> Data excerpts
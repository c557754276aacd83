//! Terminal view component.
//!
//! The terminal interface with output history and command input.

use dhelix_core::{AutocompleteResult, CommandOutput, SideEffect};
use leptos::prelude::*;

use crate::app::AppContext;
use crate::components::terminal::{Input, Output};
use crate::models::OutputLine;
use crate::utils::dom;

stylance::import_crate_style!(css, "src/components/terminal/terminal.module.css");

#[component]
pub fn Terminal(output_ref: NodeRef<leptos::html::Div>) -> impl IntoView {
    let ctx = use_context::<AppContext>().expect("AppContext must be provided at root");

    // Derived signals
    let prompt = Signal::derive(move || ctx.get_prompt());

    // Callbacks
    let on_submit = create_submit_callback(ctx);
    let on_clear = Callback::new(move |_: ()| ctx.terminal.clear_history());
    let on_history_nav = create_history_nav_callback(ctx);
    let on_autocomplete = create_autocomplete_callback(ctx);
    let on_get_hint = create_hint_callback(ctx);

    let handle_click = move |_| dom::focus_terminal_input();
    let history_signal = ctx.terminal.history;

    view! {
        <div class=css::container on:click=handle_click>
            <div node_ref=output_ref class=css::output>
                <For
                    each=move || history_signal.get().into_iter()
                    key=|line| line.id
                    children=|line| view! { <Output line=line /> }
                />
            </div>

            <div class=css::inputArea>
                <Input
                    prompt=prompt
                    on_submit=on_submit
                    on_clear=on_clear
                    on_history_nav=on_history_nav
                    on_autocomplete=on_autocomplete
                    on_get_hint=on_get_hint
                />
            </div>
        </div>
    }
}

// ============================================================================
// Callback Factories
// ============================================================================

fn create_submit_callback(ctx: AppContext) -> Callback<String> {
    Callback::new(move |input: String| {
        let prompt = ctx.get_prompt();

        ctx.terminal
            .push_output(OutputLine::command(prompt, &input));
        ctx.terminal.add_to_command_history(&input);

        let Some(reply) = ctx.session.try_update(|session| session.submit(&input)) else {
            log::error!("session disposed before '{}' could run", input);
            return;
        };

        if let Ok(CommandOutput::Effect { effect, .. }) = &reply {
            match effect {
                SideEffect::Clear => ctx.terminal.clear_history(),
                SideEffect::Open { target } => dom::open_url(target),
            }
        }

        ctx.terminal.push_lines(OutputLine::from_reply(&reply));
    })
}

fn create_history_nav_callback(ctx: AppContext) -> Callback<i32, Option<String>> {
    Callback::new(move |direction: i32| ctx.terminal.navigate_history(direction))
}

fn create_autocomplete_callback(ctx: AppContext) -> Callback<String, AutocompleteResult> {
    Callback::new(move |input: String| ctx.session.with(|session| session.autocomplete(&input)))
}

fn create_hint_callback(ctx: AppContext) -> Callback<String, Option<String>> {
    Callback::new(move |input: String| ctx.session.with(|session| session.hint(&input)))
}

> Directions for this task
Copy each line from the entries above that has the word "AppContext" in it.

> Finished exercise
use crate::app::AppContext;
    let ctx = use_context::<AppContext>().expect("AppContext must be provided at root");
fn create_submit_callback(ctx: AppContext) -> Callback<String> {
fn create_history_nav_callback(ctx: AppContext) -> Callback<i32, Option<String>> {
fn create_autocomplete_callback(ctx: AppContext) -> Callback<String, AutocompleteResult> {
fn create_hint_callback(ctx: AppContext) -> Callback<String, Option<String>> {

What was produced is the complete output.